> _Stored entries_
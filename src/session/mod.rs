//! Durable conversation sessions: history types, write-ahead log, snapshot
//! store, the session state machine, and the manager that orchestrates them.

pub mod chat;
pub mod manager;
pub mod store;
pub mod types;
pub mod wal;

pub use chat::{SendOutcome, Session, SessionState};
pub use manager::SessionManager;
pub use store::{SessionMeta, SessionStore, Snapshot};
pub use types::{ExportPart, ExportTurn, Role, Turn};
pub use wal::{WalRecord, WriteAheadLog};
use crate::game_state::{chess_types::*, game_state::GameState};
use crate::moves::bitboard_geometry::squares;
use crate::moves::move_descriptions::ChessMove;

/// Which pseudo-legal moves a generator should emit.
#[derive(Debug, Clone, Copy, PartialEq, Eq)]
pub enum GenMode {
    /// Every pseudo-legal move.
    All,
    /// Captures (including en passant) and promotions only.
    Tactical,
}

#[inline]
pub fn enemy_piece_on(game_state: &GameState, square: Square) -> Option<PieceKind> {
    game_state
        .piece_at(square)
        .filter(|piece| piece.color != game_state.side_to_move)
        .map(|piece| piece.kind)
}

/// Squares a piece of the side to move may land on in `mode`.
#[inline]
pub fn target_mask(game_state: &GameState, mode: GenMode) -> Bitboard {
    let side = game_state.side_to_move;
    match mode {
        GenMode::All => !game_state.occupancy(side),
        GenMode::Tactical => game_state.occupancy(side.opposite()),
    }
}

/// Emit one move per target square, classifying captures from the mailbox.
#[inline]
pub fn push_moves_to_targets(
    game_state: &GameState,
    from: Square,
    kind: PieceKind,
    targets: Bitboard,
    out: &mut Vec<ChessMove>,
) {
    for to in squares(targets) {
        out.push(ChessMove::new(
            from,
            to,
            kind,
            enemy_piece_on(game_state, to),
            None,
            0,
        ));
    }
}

> _Task brief_
Lines in the records that hold the word "manager" are to be counted; give only the total.

> _Exercise solution_
3